# Work instruction
Which lines of the records below contain the word "NotFound"? Report each of them in full.
Start of Supplied records
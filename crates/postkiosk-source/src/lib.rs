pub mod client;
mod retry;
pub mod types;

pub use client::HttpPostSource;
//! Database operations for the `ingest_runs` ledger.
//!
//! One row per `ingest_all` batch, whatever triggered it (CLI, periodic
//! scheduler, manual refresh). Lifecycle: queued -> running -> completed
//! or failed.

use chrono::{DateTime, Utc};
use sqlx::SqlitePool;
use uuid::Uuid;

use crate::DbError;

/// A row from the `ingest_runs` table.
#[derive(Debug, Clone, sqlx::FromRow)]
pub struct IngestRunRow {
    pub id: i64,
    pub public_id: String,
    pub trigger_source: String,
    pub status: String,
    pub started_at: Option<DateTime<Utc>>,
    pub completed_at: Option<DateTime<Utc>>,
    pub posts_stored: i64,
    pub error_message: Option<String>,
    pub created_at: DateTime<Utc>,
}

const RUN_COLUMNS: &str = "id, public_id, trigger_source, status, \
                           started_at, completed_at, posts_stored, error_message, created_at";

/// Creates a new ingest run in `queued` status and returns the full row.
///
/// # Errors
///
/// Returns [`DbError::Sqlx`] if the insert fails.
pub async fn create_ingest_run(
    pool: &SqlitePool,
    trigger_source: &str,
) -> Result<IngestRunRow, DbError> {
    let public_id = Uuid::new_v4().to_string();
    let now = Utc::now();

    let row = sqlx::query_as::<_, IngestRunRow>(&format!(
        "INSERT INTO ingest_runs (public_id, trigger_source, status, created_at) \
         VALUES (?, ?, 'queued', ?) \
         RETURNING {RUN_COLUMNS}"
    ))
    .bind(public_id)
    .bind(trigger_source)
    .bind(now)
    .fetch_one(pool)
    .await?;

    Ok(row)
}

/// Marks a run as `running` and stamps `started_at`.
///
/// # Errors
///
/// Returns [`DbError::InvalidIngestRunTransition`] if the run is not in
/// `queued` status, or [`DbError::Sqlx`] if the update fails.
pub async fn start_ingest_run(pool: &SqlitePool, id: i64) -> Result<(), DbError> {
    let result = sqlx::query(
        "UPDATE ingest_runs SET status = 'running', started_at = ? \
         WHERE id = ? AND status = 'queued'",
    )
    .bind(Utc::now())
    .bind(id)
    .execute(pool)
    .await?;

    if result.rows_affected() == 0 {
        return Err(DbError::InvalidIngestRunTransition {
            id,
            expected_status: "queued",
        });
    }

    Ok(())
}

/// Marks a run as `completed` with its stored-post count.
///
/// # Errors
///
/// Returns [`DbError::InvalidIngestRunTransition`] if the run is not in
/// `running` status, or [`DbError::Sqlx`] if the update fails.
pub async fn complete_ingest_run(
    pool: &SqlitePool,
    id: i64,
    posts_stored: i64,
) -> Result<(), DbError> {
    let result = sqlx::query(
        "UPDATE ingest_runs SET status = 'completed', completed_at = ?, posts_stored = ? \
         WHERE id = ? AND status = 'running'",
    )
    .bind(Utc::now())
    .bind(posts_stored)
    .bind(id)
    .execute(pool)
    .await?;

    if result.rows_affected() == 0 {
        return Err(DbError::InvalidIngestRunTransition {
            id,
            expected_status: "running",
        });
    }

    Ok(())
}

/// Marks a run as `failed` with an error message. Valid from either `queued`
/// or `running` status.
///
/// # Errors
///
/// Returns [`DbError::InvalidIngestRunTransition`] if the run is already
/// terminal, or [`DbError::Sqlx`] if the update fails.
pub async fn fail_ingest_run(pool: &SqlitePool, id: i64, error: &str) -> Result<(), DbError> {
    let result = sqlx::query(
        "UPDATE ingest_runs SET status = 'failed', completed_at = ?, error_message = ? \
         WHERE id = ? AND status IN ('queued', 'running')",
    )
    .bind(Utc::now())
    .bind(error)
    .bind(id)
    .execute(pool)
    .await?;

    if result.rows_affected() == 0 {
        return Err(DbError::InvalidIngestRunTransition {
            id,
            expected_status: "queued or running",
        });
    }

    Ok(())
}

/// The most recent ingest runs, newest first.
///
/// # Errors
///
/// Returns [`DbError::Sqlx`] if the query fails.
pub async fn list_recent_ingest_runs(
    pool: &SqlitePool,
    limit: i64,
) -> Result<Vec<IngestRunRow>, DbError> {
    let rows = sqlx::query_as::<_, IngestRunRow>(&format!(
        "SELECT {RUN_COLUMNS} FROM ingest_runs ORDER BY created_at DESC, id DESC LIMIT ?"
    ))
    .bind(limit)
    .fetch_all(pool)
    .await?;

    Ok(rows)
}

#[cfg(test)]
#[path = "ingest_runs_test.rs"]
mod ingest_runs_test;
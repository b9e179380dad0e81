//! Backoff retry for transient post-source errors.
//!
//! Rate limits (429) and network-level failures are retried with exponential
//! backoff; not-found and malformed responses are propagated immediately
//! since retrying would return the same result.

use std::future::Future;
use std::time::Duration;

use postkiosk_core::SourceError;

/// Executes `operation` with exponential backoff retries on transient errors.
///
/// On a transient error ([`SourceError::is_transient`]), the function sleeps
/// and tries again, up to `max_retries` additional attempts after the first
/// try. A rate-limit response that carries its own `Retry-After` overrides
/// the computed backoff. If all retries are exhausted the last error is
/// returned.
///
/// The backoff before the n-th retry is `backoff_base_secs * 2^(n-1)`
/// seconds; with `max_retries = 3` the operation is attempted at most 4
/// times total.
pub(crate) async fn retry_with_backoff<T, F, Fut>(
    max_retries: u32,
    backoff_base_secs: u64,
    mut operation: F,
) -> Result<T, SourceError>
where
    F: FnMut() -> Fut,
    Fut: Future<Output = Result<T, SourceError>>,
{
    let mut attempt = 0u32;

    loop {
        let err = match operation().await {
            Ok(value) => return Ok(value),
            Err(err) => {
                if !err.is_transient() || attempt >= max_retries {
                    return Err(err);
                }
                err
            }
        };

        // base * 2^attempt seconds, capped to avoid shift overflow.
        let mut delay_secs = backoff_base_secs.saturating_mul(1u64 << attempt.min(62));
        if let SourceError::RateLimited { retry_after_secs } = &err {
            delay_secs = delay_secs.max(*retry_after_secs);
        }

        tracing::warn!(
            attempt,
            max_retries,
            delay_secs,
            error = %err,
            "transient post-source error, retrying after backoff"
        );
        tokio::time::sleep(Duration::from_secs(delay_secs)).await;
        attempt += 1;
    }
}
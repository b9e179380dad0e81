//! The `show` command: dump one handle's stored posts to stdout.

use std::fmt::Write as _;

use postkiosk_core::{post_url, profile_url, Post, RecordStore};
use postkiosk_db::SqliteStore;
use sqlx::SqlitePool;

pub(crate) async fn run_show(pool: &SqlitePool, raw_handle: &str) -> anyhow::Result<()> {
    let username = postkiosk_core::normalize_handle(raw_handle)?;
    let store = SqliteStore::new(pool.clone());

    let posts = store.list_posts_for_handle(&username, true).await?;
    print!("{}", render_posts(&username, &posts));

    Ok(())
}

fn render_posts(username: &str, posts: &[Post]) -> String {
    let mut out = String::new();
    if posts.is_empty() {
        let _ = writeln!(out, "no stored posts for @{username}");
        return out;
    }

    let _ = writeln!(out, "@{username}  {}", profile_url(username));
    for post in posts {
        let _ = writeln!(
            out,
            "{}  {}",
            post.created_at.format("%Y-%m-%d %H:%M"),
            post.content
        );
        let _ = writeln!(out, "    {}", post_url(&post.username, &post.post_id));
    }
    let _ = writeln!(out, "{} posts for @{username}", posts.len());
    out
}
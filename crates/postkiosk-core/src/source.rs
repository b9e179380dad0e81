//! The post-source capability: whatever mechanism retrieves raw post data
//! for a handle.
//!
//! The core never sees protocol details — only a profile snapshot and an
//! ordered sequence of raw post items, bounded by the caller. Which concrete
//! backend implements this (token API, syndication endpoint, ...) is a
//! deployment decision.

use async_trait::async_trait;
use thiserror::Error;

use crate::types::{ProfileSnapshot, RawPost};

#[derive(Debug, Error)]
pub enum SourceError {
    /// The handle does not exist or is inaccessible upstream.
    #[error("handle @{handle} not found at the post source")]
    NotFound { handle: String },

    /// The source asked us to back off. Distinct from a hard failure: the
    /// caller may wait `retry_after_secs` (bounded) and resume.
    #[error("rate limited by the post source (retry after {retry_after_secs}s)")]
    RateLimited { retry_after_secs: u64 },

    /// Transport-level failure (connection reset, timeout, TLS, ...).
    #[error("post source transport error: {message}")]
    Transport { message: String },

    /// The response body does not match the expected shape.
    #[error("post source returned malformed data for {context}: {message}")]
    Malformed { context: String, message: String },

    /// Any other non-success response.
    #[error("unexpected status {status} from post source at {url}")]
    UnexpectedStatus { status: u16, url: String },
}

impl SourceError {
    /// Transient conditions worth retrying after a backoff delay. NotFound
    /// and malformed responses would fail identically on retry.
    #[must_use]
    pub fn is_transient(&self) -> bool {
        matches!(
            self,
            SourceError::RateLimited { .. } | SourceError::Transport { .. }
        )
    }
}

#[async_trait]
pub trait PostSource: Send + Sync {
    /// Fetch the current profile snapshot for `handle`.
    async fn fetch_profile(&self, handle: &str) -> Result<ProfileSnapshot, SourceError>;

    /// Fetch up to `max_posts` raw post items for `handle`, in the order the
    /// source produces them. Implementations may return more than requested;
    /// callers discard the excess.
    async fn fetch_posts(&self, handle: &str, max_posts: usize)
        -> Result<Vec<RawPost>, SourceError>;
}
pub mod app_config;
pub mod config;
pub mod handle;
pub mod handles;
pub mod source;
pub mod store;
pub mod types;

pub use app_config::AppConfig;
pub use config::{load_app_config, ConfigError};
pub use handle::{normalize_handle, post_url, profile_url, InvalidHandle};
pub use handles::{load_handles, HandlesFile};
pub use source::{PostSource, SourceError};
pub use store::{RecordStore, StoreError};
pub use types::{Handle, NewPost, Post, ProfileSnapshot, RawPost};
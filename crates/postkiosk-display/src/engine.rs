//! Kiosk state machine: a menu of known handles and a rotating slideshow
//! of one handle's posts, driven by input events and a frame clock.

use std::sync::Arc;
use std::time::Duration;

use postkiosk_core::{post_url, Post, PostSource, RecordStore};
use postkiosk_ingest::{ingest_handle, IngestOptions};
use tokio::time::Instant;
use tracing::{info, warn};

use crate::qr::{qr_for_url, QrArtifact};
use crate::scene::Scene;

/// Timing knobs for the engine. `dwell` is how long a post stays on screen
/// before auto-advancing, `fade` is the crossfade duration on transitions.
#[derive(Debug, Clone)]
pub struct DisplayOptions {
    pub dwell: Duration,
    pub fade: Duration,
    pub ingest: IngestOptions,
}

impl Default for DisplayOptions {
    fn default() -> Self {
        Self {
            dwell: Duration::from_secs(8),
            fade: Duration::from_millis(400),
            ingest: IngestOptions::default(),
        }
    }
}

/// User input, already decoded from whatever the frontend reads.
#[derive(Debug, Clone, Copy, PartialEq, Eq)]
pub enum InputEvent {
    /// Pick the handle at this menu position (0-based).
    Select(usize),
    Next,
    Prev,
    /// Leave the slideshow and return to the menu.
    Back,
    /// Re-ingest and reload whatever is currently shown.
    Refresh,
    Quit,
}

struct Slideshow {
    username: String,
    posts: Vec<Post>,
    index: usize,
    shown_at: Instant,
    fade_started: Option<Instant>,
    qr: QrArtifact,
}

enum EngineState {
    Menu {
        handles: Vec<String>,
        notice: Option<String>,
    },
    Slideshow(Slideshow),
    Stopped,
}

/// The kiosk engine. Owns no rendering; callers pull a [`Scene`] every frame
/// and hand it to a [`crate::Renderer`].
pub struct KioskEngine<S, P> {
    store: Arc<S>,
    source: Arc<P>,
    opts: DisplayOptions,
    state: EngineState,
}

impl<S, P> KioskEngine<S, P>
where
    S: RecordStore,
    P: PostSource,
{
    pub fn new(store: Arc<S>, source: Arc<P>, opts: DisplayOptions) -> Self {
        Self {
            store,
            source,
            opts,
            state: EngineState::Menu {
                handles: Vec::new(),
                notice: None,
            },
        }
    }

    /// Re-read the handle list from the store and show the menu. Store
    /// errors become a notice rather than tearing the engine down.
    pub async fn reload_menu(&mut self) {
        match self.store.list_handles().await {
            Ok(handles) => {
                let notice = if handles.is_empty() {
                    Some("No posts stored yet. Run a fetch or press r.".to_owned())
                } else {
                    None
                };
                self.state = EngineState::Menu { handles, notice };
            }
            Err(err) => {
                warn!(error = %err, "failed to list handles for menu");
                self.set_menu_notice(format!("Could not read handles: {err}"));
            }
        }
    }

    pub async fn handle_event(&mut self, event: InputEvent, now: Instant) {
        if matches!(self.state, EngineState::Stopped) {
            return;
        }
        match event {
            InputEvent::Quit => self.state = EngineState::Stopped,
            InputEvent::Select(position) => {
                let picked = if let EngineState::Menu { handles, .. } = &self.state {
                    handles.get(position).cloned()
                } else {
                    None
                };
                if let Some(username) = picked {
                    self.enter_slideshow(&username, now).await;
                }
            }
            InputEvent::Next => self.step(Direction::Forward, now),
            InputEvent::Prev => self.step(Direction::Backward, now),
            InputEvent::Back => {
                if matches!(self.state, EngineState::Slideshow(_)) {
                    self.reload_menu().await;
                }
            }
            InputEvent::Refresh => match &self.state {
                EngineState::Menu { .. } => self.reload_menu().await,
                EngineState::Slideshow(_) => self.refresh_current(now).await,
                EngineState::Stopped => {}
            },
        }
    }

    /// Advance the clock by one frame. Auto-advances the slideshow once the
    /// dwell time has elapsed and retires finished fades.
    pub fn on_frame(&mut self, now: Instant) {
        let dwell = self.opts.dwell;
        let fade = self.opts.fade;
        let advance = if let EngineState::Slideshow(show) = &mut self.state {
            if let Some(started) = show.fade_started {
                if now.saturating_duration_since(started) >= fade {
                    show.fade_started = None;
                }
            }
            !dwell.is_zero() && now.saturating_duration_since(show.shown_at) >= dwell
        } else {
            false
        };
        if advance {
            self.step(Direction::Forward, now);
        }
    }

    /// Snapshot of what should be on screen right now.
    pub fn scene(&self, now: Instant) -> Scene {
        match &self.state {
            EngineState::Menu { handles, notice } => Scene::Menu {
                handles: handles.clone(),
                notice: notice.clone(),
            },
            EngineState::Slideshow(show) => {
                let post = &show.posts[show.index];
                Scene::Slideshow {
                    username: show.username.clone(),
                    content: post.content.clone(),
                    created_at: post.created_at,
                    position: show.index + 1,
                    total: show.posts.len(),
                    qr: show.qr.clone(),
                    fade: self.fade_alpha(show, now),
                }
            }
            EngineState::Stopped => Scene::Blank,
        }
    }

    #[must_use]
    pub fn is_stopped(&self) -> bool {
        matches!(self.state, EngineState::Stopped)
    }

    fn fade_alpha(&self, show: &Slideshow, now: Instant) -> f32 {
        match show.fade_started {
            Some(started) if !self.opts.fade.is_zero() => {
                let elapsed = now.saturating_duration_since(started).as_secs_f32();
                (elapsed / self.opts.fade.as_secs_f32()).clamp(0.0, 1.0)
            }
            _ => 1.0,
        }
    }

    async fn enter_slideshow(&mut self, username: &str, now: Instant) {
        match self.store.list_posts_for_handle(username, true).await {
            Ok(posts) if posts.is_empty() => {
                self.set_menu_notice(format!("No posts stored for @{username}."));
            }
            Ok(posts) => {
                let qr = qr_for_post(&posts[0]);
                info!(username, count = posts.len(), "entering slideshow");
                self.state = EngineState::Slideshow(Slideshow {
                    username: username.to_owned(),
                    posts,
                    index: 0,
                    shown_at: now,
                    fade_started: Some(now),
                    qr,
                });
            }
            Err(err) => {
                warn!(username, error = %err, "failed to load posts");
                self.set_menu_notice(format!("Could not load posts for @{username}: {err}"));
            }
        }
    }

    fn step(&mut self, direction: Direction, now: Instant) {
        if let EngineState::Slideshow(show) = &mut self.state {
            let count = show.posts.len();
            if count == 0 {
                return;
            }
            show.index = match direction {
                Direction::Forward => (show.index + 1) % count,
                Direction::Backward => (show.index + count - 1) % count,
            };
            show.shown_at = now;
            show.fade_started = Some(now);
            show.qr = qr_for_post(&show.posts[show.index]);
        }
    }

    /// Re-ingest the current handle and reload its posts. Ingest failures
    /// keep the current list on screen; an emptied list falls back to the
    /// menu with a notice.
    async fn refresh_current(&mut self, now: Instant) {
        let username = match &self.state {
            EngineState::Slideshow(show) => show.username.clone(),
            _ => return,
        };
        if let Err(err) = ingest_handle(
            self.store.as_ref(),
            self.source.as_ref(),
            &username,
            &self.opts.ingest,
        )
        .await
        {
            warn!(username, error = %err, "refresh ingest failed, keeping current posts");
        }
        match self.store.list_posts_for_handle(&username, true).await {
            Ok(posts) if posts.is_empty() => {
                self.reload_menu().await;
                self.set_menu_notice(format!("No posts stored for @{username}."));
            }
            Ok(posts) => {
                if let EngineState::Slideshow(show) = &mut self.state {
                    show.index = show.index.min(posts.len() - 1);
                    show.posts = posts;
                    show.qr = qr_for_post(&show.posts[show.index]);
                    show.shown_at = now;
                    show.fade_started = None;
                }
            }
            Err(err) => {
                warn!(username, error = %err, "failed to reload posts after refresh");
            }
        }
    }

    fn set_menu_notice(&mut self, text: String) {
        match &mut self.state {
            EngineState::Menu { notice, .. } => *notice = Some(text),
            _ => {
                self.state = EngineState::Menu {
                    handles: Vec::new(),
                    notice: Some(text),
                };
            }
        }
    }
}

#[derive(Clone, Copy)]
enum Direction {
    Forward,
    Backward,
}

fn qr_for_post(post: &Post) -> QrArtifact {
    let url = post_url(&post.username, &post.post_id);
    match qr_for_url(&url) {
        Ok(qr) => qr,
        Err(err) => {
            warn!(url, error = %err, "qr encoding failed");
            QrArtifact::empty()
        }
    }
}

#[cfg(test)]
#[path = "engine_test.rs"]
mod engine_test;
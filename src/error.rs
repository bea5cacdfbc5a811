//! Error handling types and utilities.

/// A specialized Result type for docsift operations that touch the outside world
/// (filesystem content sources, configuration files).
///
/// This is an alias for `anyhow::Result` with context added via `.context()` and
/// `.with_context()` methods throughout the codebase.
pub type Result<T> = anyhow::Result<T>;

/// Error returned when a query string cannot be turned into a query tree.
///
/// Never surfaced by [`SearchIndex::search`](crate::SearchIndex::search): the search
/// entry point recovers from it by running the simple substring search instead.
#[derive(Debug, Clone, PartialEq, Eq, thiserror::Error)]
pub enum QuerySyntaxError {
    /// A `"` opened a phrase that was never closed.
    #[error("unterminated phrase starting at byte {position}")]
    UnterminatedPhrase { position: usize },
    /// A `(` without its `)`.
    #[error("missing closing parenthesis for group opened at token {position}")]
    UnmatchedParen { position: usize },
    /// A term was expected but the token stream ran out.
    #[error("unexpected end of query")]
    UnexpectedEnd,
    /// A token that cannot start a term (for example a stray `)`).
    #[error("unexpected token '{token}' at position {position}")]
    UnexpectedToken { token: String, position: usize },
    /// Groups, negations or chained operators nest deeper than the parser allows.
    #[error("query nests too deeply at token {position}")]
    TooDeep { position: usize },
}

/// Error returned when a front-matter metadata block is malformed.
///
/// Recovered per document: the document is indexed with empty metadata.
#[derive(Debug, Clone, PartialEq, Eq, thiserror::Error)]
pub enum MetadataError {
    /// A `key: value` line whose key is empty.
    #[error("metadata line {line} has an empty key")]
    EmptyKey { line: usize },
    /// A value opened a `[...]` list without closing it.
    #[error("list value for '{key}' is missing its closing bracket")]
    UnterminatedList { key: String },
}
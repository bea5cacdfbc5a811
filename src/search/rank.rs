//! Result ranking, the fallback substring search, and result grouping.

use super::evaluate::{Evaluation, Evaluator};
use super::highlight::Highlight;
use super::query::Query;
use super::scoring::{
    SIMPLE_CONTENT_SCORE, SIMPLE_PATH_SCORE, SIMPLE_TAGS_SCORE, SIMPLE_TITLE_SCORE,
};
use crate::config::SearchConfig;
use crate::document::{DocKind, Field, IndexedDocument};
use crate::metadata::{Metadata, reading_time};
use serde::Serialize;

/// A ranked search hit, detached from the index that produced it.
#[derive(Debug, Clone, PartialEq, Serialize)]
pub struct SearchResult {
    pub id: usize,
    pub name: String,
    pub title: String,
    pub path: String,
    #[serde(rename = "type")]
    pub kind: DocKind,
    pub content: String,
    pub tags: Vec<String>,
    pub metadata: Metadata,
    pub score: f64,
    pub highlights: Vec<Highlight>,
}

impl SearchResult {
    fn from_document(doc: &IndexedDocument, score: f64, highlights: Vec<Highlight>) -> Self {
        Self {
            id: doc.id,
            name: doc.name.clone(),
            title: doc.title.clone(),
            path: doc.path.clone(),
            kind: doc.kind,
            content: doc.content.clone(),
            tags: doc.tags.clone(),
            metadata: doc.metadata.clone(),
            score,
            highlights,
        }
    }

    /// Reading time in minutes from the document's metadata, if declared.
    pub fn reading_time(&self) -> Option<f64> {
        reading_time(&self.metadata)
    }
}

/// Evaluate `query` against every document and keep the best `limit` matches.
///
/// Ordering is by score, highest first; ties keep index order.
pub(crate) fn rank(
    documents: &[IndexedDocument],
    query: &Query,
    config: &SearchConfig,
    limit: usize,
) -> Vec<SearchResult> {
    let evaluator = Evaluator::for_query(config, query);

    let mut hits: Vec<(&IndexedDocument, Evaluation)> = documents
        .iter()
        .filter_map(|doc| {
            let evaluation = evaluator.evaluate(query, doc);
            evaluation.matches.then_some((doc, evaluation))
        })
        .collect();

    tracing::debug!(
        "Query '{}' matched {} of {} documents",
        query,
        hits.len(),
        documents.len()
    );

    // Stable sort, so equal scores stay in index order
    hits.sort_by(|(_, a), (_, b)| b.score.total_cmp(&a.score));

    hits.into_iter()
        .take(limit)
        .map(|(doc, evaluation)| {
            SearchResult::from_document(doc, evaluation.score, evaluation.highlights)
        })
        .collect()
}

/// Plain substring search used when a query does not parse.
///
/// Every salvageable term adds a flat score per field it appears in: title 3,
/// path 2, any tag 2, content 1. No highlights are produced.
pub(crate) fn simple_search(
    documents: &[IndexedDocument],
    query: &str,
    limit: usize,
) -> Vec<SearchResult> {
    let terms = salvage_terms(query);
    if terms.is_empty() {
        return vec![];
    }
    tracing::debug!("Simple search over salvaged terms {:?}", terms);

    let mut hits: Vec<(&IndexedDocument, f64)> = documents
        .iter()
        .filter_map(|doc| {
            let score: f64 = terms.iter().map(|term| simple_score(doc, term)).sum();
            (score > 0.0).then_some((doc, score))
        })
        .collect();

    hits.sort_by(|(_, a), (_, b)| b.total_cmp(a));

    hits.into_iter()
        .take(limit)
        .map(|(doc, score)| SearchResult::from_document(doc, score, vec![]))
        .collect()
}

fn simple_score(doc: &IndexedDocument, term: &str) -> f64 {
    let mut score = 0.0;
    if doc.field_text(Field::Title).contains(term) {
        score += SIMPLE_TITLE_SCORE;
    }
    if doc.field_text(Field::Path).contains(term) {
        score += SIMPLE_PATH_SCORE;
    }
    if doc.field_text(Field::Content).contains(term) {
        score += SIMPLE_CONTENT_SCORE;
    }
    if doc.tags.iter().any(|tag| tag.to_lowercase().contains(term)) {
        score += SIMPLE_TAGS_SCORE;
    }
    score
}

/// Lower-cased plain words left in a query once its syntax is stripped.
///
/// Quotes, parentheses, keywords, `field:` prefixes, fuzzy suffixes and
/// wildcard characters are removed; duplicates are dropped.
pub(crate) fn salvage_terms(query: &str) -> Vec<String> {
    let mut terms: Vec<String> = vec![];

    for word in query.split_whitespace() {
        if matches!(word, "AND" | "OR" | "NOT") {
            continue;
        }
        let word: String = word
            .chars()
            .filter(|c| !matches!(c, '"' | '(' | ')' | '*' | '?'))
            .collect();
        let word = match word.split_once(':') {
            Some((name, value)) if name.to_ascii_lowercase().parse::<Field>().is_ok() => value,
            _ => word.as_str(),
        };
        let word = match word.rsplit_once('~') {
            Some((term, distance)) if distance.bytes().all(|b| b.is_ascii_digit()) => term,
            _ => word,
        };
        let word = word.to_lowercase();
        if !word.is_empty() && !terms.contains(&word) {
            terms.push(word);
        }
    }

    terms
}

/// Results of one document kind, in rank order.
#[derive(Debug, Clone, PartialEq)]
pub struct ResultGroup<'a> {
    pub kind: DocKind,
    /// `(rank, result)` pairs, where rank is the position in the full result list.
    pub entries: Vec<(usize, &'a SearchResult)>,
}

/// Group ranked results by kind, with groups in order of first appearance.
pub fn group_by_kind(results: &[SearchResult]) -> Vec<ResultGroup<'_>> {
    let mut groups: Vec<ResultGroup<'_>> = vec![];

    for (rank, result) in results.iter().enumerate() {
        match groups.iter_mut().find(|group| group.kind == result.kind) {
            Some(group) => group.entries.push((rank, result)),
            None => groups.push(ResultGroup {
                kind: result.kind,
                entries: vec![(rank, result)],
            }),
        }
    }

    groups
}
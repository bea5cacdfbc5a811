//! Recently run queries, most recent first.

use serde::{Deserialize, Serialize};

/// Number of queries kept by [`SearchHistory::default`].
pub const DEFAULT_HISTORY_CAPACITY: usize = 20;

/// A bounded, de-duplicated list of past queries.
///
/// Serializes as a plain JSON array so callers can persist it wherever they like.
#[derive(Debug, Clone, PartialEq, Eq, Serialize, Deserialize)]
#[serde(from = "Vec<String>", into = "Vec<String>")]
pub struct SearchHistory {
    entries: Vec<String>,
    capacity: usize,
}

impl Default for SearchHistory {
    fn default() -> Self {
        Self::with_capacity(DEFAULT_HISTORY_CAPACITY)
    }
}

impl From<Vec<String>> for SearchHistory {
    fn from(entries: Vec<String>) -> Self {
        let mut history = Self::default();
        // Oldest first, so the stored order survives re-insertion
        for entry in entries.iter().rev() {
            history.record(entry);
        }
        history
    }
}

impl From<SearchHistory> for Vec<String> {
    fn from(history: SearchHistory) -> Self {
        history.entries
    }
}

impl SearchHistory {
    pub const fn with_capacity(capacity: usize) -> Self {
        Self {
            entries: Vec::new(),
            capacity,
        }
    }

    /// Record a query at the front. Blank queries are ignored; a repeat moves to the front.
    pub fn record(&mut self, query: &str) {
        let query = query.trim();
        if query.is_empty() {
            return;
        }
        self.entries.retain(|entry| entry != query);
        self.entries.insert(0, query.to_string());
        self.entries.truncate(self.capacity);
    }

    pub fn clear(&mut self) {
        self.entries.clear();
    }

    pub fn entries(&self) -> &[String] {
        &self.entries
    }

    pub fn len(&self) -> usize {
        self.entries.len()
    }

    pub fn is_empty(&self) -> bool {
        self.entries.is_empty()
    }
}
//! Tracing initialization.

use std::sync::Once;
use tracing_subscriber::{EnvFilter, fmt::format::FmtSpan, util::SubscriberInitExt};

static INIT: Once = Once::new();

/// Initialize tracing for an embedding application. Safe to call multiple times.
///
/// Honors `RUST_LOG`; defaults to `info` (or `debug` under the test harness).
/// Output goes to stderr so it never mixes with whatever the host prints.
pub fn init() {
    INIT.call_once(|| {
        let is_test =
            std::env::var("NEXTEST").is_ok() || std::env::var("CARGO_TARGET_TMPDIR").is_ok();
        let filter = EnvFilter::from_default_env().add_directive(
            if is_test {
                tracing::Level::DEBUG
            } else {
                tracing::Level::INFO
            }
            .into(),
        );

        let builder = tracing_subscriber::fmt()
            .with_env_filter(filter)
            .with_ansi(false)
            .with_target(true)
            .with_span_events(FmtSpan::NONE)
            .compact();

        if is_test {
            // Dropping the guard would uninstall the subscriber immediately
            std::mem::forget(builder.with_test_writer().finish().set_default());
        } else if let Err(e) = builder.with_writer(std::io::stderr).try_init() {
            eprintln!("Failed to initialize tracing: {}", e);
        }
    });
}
End of Supplied records
# Exercise solution
    NotFound { handle: String },
    /// Transient conditions worth retrying after a backoff delay. NotFound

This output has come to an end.